Physiognomonics Explained

Physiognomonics (Greek, Modern (1453-);: Φυσιογνωμονικά; Latin: Physiognomonica) is an Ancient Greek pseudo-Aristotelian treatise on physiognomy attributed to Aristotle (and part of the Corpus Aristotelicum). It is a Peripatetic work, dated to the 4th/3rd century BC.[1] [2]

Ancient physiognomy before the Physiognomonics

Although Physiognomonics is the earliest work surviving in Greek devoted to the subject, texts preserved on clay tablets provide evidence of physiognomy manuals from the First Babylonian dynasty, containing divinatory case studies of the ominous significance of various bodily dispositions. At this point physiognomy is "a specific, already theorized, branch of knowledge" and the heir of a long-developed technical tradition.[3]

While loosely physiognomic ways of thinking are present in Greek literature as early as Homer, physiognomy proper is not known before the classical period. The term physiognomonia first appears in the fifth-century BC Hippocratic treatise Epidemics (II.5.1). Physiognomy was mentioned in a work by Antisthenes on the Sophists, which provides evidence of its recognition as an art (techne).[3]

In Aristotle's time, physiognomics was acknowledged as an art (techne) with its own skilled practitioners (technitai), as we see from a reference in Generation of Animals (IV.3):[3]

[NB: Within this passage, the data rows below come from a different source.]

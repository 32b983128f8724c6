use serde::{Deserialize, Serialize};

use super::{de, is_blank, HasId, ImageFile};
use crate::error::ApiError;

/// An accessory as listed by `GET /accessories`.
#[derive(Clone, Debug, PartialEq, Deserialize)]
pub struct Accessory {
    #[serde(deserialize_with = "de::string_or_number")]
    pub id: String,
    #[serde(default, deserialize_with = "de::string_or_number")]
    pub name: String,
    #[serde(default, deserialize_with = "de::opt_string_or_number")]
    pub description: Option<String>,
    #[serde(default, deserialize_with = "de::string_or_number")]
    pub category: String,
    #[serde(default, deserialize_with = "de::string_or_number")]
    pub price: String,
    #[serde(default, deserialize_with = "de::opt_string_or_number")]
    pub original_price: Option<String>,
    #[serde(default, deserialize_with = "de::string_or_number")]
    pub quantity: String,
    /// Stored file names under the uploads directory.
    #[serde(default, deserialize_with = "de::comma_list")]
    pub images: Vec<String>,
    #[serde(default, deserialize_with = "de::one_or_many")]
    pub colors: Vec<String>,
    #[serde(default, deserialize_with = "de::opt_string_or_number")]
    pub color: Option<String>,
}

impl HasId for Accessory {
    fn id(&self) -> &str {
        &self.id
    }
}

impl Accessory {
    /// Full URLs of the accessory's images.
    pub fn image_urls(&self, uploads_base_url: &str) -> Vec<String> {
        let base = uploads_base_url.trim_end_matches('/');
        self.images
            .iter()
            .map(|file| format!("{base}/{}", file.trim_start_matches('/')))
            .collect()
    }

    /// Colour swatches to render. `colors` wins; the singular `color`
    /// is used when the backend only sent that.
    pub fn swatches(&self) -> Vec<String> {
        if !self.colors.is_empty() {
            return self.colors.clone();
        }
        self.color.iter().cloned().collect()
    }

    /// Case-insensitive substring match on name or category.
    /// A blank term matches everything; otherwise the term is used as typed.
    pub fn matches(&self, term: &str) -> bool {
        if term.trim().is_empty() {
            return true;
        }
        let term = term.to_lowercase();
        self.name.to_lowercase().contains(&term)
            || self.category.to_lowercase().contains(&term)
    }

    /// Prefilled edit form.
    pub fn to_update(&self) -> AccessoryUpdate {
        AccessoryUpdate {
            name: self.name.clone(),
            price: self.price.clone(),
            original_price: self.original_price.clone().unwrap_or_default(),
            quantity: self.quantity.clone(),
        }
    }
}

/// Accessories whose name or category contains `term`, ignoring case.
/// A blank term keeps everything.
pub fn filter_accessories(items: &[Accessory], term: &str) -> Vec<Accessory> {
    items.iter().filter(|a| a.matches(term)).cloned().collect()
}

/// JSON body of `PUT /accessories/{id}`.
#[derive(Clone, Debug, Default, PartialEq, Serialize)]
pub struct AccessoryUpdate {
    pub name: String,
    pub price: String,
    pub original_price: String,
    pub quantity: String,
}

/// Multipart body of `POST /accessories`.
#[derive(Clone, Debug, Default, PartialEq)]
pub struct NewAccessory {
    pub name: String,
    pub description: String,
    pub category: String,
    pub price: String,
    pub color: String,
    pub quantity: String,
    pub images: Vec<ImageFile>,
}

impl NewAccessory {
    pub fn validate(&self) -> Result<(), ApiError> {
        let required = [&self.name, &self.category, &self.price, &self.quantity];
        if required.iter().any(|v| is_blank(v)) {
            return Err(ApiError::Validation(
                "Name, category, price and quantity are required.".to_string(),
            ));
        }
        Ok(())
    }
}

#[cfg(test)]
mod tests {
    use super::*;

    fn sample() -> Vec<Accessory> {
        serde_json::from_str(
            r##"[
                {"id": 1, "name": "Leather Strap", "category": "Straps", "price": 499,
                 "quantity": 3, "images": ["a.jpg", "b.jpg"], "colors": ["#000", "#fff"]},
                {"id": "2", "name": "Gift Box", "category": "Packaging", "price": "99.5",
                 "quantity": "10", "images": "c.jpg, d.jpg", "colors": "red"},
                {"id": 3, "name": "Keychain", "category": "Metal STRAPS", "price": 50,
                 "quantity": 0, "images": null}
            ]"##,
        )
        .unwrap()
    }

    #[test]
    fn test_lenient_fields() {
        let items = sample();
        assert_eq!(items[0].id, "1");
        assert_eq!(items[0].price, "499");
        assert_eq!(items[1].price, "99.5");
        assert_eq!(items[1].quantity, "10");
        assert_eq!(items[0].images, vec!["a.jpg", "b.jpg"]);
        assert_eq!(items[1].images, vec!["c.jpg", "d.jpg"]);
        assert!(items[2].images.is_empty());
        assert_eq!(items[1].swatches(), vec!["red"]);
        assert!(items[2].swatches().is_empty());
        assert!(items[2].description.is_none());
    }

    #[test]
    fn test_singular_color_fallback() {
        let item: Accessory =
            serde_json::from_str(r#"{"id": 9, "name": "x", "color": "blue"}"#).unwrap();
        assert_eq!(item.swatches(), vec!["blue"]);
    }

    #[test]
    fn test_filter_by_name_or_category_case_insensitive() {
        let items = sample();

        let hits = filter_accessories(&items, "strap");
        let ids: Vec<_> = hits.iter().map(|a| a.id.as_str()).collect();
        assert_eq!(ids, vec!["1", "3"]);

        let hits = filter_accessories(&items, "GIFT");
        assert_eq!(hits.len(), 1);
        assert_eq!(hits[0].name, "Gift Box");

        assert!(filter_accessories(&items, "watch").is_empty());
    }

    #[test]
    fn test_blank_term_keeps_everything() {
        let items = sample();
        assert_eq!(filter_accessories(&items, "").len(), 3);
        assert_eq!(filter_accessories(&items, "   ").len(), 3);
    }

    #[test]
    fn test_surrounding_whitespace_is_part_of_the_term() {
        let items = sample();
        assert!(filter_accessories(&items, "strap ").is_empty());

        let hits = filter_accessories(&items, "leather ");
        assert_eq!(hits.len(), 1);
        assert_eq!(hits[0].id, "1");
    }

    #[test]
    fn test_image_urls() {
        let items = sample();
        assert_eq!(
            items[0].image_urls("/uploads/"),
            vec!["/uploads/a.jpg", "/uploads/b.jpg"]
        );
    }

    #[test]
    fn test_to_update_prefills() {
        let items = sample();
        let form = items[0].to_update();
        assert_eq!(form.name, "Leather Strap");
        assert_eq!(form.price, "499");
        assert_eq!(form.original_price, "");
        assert_eq!(form.quantity, "3");
    }

    #[test]
    fn test_new_accessory_validation() {
        let mut draft = NewAccessory {
            name: "Strap".into(),
            category: "Straps".into(),
            price: "10".into(),
            quantity: "1".into(),
            ..NewAccessory::default()
        };
        assert!(draft.validate().is_ok());

        draft.price = " ".into();
        assert!(matches!(draft.validate(), Err(ApiError::Validation(_))));
    }
}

Then people say that the child has the head of a ram or a bull, and so on with other animals, as that a calf has the head of a child or a sheep that of an ox. All these monsters result from the causes stated above, but they are none of the things they are said to be; there is only some similarity, such as may arise even where there is no defect of growth. Hence often jesters compare someone who is not beautiful to a goat breathing fire, or again to a ram butting, and a certain physiognomist reduced all faces to those of two or three animals, and his arguments often prevailed on people. (trans. Pratt rev. Barnes)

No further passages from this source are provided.